Cash Flow Items and Liquidity

  • Cash and cash equivalents were $1,843.2 million at September 30, 2016 compared to $1,701.4 million at December 31, 2015. The company's net debt was $1,167.0 million at September 30, 2016, consisting of debt of $3,010.2 million less cash and cash equivalents. Cash was negatively impacted in the nine months ended September 30, 2016 by $33.0 million of foreign currency devaluation, primarily in Venezuela.
  • Cash generated from operating activities was $510.7 million for the nine months ended September 30, 2016 compared to $608.9 million in the prior year period. Cash flows from operating activities were negatively impacted by lower earnings in the current year and increases in trade and other receivables.
  • Cash used in investing activities included capital expenditures of $110.2 million for the nine months of 2016. This included investments in capacity expansion for manufacturing facilities in the U.S. and Europe.
  • Cash used in financing activities was $225.9 million for the nine months ended September 30, 2016 compared to $374.0 million in the prior year period. The prior year period included the repurchase of $437 million of shares, partially funded by $322 million of borrowings under the revolver, and cash used to acquire an incremental 10% of the company's business in Argentina. Dividend payments were lower in the current year due to the retirement of shares repurchased primarily under the Accelerated Repurchase Agreement ("ASR").
  • Interest expense, net, for the nine months ended September 30, 2016 was $78.9 million, an increase from $42.5 million in the prior year period due to the incremental interest on the long-term debt issued in November 2015, partially offset by the impact of related interest rate swaps.

Outlook

The company has revised its net sales outlook and now expects full year net sales of 6% to 7% below the prior year on a reported basis and 2% to 3% below the prior year on a constant dollar basis. Sales may be lower due to market share weaknesses in several markets, notably in the U.S., as well as continued macroeconomic challenges in several emerging markets.

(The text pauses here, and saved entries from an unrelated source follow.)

use anyhow::Result;
use owo_colors::OwoColorize;

use crate::cli::GlobalOpts;
use crate::config::defaults::{default_manifest, merge_manifests};
use crate::config::settings::PortConfig;

pub fn run(global: &GlobalOpts, merge_defaults: bool) -> Result<()> {
    let workspace = super::workspace(global)?;
    let ports = global.ports.apply(PortConfig::default());

    let created = workspace.init(&ports)?;
    if created {
        println!(
            "  {} Created {}",
            "\u{2713}".green(),
            workspace.manifest_path().display()
        );
    } else if merge_defaults {
        let user = workspace.load_manifest()?;
        let merged = merge_manifests(&default_manifest(&ports), &user);
        let added = merged.entries().count() - user.entries().count();
        if added > 0 {
            workspace.save_manifest(&merged)?;
        }
        println!(
            "  {} Merged defaults into {} ({} service(s) added)",
            "\u{2713}".green(),
            workspace.manifest_path().display(),
            added
        );
    } else {
        println!(
            "  {} already exists (use --merge-defaults to add missing default services)",
            workspace.manifest_path().display()
        );
    }

    println!();
    println!("  Next steps:");
    println!("    toolhub doctor         check required binaries and ports");
    println!("    toolhub env required   see which variables tool servers need");
    println!("    toolhub start          run the hub");
    Ok(())
}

The company has revised its 2016 GAAP EPS guidance to $2.80 to $2.87 due to lower sales. GAAP EPS guidance may be impacted by potentially significant future mark-to-market pension adjustments which cannot be estimated and are classified as a Specified Item. The company now expects non-GAAP EPS between $3.43 to $3.50. Specified Items include charges related to Fuel for Growth and our Venezuela business. This guidance includes an estimated adverse impact of current exchange rates, which is now expected to be approximately $0.30 per share.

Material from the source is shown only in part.